■ Given entries ■
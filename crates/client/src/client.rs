//! Application-root wiring of context, dispatcher, API and sync manager.

use std::sync::Arc;

use fittrack_core::ClientResult;
use fittrack_store::{KeyValueStore, OfflineQueue};

use crate::api::FitnessApi;
use crate::config::ClientConfig;
use crate::connection::ConnectionResolver;
use crate::context::ClientContext;
use crate::dispatcher::Dispatcher;
use crate::sync::SyncManager;

#[derive(Clone)]
pub struct FitTrackClient {
    context: Arc<ClientContext>,
    api: FitnessApi,
    sync: Arc<SyncManager>,
}

impl FitTrackClient {
    /// Startup: select storage for the platform, then settle on a reachable
    /// base URL (the configured default, else the first live fallback).
    pub async fn connect(config: ClientConfig) -> ClientResult<Self> {
        let context = ClientContext::for_platform(config).await?;
        let client = Self::from_context(context);

        let config = client.context.config();
        let resolver = ConnectionResolver::new(config.probe_timeout);
        let default = client.context.base_url().await;
        let chosen = resolver.establish(&default, &config.fallback_urls).await;
        if chosen != default {
            client.context.set_base_url(chosen).await;
        }

        Ok(client)
    }

    /// Build with injected storage and no startup probing.
    pub fn with_store(
        config: ClientConfig,
        store: Arc<dyn KeyValueStore>,
        offline_queue: Option<Arc<dyn OfflineQueue>>,
    ) -> Self {
        Self::from_context(ClientContext::new(config, store, offline_queue))
    }

    fn from_context(context: ClientContext) -> Self {
        let context = Arc::new(context);
        let dispatcher = Arc::new(Dispatcher::new(Arc::clone(&context)));
        let api = FitnessApi::new(dispatcher);
        let sync = Arc::new(SyncManager::new(api.clone()));
        Self { context, api, sync }
    }

    pub fn context(&self) -> &Arc<ClientContext> {
        &self.context
    }

    pub fn api(&self) -> &FitnessApi {
        &self.api
    }

    pub fn sync(&self) -> &Arc<SyncManager> {
        &self.sync
    }
}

■ Assignment ■
From the records above, copy out the line with "no startup probing.", the line with "fn from_context(context: ClientContext)", and every line between them, word for word.

■ Answer to the problem ■
    /// Build with injected storage and no startup probing.
    pub fn with_store(
        config: ClientConfig,
        store: Arc<dyn KeyValueStore>,
        offline_queue: Option<Arc<dyn OfflineQueue>>,
    ) -> Self {
        Self::from_context(ClientContext::new(config, store, offline_queue))
    }

    fn from_context(context: ClientContext) -> Self {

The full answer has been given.